** TASK DESCRIPTION **
When the line containing "Dimension of the source." appears in the data below, begin copying there and stop only after the line containing "an invalid index.".

PROVIDED DATA START

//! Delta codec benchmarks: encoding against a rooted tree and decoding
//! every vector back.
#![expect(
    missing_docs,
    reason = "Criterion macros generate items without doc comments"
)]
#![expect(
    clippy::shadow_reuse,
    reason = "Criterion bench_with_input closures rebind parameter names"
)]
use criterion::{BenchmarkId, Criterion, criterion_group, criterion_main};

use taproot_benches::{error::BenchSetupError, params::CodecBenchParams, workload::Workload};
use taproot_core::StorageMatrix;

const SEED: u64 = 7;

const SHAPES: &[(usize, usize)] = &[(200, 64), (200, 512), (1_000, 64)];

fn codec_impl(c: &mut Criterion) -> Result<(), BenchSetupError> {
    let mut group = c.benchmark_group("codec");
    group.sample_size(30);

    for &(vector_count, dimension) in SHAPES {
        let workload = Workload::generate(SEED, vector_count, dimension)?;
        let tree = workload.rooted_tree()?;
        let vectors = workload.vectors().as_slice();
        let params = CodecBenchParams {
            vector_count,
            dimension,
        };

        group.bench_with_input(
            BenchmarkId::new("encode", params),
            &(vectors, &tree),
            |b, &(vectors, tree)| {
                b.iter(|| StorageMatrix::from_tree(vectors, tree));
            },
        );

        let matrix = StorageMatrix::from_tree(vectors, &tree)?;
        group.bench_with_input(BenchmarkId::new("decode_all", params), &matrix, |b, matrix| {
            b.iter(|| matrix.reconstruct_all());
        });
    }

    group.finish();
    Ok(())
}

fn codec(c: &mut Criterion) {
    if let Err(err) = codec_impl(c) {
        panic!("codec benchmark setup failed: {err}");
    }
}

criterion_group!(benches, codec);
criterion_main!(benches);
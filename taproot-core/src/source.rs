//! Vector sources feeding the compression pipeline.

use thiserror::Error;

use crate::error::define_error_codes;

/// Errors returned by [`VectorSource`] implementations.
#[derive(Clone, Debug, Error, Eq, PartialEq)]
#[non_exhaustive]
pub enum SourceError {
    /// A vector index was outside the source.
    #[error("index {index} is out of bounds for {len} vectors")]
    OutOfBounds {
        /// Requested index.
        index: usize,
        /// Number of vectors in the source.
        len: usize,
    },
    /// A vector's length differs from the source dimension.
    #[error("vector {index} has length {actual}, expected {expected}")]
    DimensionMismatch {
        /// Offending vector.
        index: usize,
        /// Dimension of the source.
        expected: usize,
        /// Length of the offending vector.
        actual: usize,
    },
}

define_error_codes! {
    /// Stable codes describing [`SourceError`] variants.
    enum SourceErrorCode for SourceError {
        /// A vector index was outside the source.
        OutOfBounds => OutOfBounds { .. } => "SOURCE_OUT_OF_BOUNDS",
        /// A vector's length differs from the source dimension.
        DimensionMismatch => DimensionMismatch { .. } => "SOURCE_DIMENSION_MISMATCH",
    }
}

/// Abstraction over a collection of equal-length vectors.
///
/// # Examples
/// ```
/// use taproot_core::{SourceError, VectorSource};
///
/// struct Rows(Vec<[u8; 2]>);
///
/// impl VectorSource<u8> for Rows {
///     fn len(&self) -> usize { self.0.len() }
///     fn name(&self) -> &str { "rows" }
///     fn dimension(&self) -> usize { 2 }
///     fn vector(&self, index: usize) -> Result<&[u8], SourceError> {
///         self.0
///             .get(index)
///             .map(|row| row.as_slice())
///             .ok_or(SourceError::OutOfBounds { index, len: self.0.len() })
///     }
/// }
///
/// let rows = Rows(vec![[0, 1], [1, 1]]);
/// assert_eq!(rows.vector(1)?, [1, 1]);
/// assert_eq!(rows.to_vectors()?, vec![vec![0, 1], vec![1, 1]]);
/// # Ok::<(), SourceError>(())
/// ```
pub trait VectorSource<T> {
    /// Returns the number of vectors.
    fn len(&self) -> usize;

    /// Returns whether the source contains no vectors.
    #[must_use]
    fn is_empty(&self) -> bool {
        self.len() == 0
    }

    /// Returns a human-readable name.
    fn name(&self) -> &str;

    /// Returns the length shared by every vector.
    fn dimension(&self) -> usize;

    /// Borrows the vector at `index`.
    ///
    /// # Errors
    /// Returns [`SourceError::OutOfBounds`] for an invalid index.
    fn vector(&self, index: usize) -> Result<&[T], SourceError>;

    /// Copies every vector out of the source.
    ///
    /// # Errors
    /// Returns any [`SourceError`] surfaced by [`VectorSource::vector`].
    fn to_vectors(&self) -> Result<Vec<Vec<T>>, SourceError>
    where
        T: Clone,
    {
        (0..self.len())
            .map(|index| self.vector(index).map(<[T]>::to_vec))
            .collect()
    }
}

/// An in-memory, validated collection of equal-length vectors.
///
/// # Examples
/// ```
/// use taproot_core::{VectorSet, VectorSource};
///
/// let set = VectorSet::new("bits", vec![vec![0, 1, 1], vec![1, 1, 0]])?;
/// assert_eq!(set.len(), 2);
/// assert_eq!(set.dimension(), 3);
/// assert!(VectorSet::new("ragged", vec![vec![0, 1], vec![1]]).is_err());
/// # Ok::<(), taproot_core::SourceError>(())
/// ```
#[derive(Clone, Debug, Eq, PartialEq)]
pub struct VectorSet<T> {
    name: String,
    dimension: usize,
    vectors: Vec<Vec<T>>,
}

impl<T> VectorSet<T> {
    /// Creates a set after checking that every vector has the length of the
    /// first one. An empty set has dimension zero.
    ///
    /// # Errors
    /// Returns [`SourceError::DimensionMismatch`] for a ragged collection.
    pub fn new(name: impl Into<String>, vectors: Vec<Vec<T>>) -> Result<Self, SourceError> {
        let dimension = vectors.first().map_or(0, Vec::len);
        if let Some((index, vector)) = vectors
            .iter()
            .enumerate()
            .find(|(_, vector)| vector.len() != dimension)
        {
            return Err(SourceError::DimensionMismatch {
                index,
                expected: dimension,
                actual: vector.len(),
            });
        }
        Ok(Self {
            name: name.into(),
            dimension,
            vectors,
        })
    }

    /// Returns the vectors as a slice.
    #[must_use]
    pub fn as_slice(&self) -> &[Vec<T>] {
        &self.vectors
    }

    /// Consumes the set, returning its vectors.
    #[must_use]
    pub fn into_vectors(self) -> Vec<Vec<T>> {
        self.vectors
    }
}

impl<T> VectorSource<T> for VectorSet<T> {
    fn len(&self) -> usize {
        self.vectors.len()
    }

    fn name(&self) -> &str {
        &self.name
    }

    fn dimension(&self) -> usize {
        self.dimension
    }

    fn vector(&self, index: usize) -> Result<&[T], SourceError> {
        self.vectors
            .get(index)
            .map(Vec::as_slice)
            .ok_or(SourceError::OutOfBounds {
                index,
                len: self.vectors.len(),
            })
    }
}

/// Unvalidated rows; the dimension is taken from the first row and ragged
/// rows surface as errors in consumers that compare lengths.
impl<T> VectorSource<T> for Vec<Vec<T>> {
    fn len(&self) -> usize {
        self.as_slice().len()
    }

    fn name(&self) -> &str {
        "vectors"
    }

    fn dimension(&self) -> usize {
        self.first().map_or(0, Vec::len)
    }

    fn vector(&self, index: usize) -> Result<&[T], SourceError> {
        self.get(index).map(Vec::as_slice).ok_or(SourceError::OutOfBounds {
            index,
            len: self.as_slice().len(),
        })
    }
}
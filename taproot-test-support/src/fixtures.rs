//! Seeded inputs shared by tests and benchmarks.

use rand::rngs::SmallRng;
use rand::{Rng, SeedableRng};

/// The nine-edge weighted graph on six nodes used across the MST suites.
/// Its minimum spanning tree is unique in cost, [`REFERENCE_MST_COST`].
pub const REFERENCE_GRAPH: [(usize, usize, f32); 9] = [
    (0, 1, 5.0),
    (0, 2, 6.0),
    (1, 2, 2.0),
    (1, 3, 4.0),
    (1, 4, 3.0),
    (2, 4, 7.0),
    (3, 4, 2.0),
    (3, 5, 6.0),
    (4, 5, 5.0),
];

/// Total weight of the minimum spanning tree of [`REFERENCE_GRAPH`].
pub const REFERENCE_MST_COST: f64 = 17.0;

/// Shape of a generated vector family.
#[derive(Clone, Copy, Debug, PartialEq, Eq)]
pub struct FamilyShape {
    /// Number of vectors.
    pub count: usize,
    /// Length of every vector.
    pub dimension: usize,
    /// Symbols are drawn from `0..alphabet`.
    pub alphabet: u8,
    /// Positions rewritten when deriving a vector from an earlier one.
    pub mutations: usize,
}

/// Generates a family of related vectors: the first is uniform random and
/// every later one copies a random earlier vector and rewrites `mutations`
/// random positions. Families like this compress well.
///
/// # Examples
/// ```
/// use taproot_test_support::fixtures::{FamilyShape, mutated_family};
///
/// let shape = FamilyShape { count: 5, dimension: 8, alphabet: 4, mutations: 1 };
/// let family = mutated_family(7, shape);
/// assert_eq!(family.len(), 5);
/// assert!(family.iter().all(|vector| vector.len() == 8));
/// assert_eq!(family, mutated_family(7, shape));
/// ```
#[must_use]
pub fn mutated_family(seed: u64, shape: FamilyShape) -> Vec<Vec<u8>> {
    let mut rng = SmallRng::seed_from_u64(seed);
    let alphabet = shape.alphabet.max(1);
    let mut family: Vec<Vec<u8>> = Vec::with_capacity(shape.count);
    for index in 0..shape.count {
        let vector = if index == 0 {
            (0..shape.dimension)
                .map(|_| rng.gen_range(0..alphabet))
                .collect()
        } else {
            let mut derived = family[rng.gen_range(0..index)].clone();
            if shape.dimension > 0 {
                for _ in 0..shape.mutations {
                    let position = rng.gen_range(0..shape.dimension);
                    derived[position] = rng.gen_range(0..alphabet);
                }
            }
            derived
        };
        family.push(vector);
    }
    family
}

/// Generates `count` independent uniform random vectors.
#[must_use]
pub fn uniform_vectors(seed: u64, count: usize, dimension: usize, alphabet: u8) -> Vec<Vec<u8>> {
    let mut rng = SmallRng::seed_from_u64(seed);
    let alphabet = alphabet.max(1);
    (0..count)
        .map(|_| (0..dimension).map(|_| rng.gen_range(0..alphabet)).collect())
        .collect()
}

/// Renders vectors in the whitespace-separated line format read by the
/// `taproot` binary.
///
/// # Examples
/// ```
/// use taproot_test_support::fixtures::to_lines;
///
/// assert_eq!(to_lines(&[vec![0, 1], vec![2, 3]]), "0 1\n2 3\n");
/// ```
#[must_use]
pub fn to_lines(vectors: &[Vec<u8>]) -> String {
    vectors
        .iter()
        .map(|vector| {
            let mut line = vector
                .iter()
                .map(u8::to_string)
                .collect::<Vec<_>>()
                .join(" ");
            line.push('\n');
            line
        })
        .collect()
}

PROVIDED DATA END

** OUTPUT FOR THIS TASK **
        /// Dimension of the source.
        expected: usize,
        /// Length of the offending vector.
        actual: usize,
    },
}

define_error_codes! {
    /// Stable codes describing [`SourceError`] variants.
    enum SourceErrorCode for SourceError {
        /// A vector index was outside the source.
        OutOfBounds => OutOfBounds { .. } => "SOURCE_OUT_OF_BOUNDS",
        /// A vector's length differs from the source dimension.
        DimensionMismatch => DimensionMismatch { .. } => "SOURCE_DIMENSION_MISMATCH",
    }
}

/// Abstraction over a collection of equal-length vectors.
///
/// # Examples
/// ```
/// use taproot_core::{SourceError, VectorSource};
///
/// struct Rows(Vec<[u8; 2]>);
///
/// impl VectorSource<u8> for Rows {
///     fn len(&self) -> usize { self.0.len() }
///     fn name(&self) -> &str { "rows" }
///     fn dimension(&self) -> usize { 2 }
///     fn vector(&self, index: usize) -> Result<&[u8], SourceError> {
///         self.0
///             .get(index)
///             .map(|row| row.as_slice())
///             .ok_or(SourceError::OutOfBounds { index, len: self.0.len() })
///     }
/// }
///
/// let rows = Rows(vec![[0, 1], [1, 1]]);
/// assert_eq!(rows.vector(1)?, [1, 1]);
/// assert_eq!(rows.to_vectors()?, vec![vec![0, 1], vec![1, 1]]);
/// # Ok::<(), SourceError>(())
/// ```
pub trait VectorSource<T> {
    /// Returns the number of vectors.
    fn len(&self) -> usize;

    /// Returns whether the source contains no vectors.
    #[must_use]
    fn is_empty(&self) -> bool {
        self.len() == 0
    }

    /// Returns a human-readable name.
    fn name(&self) -> &str;

    /// Returns the length shared by every vector.
    fn dimension(&self) -> usize;

    /// Borrows the vector at `index`.
    ///
    /// # Errors
    /// Returns [`SourceError::OutOfBounds`] for an invalid index.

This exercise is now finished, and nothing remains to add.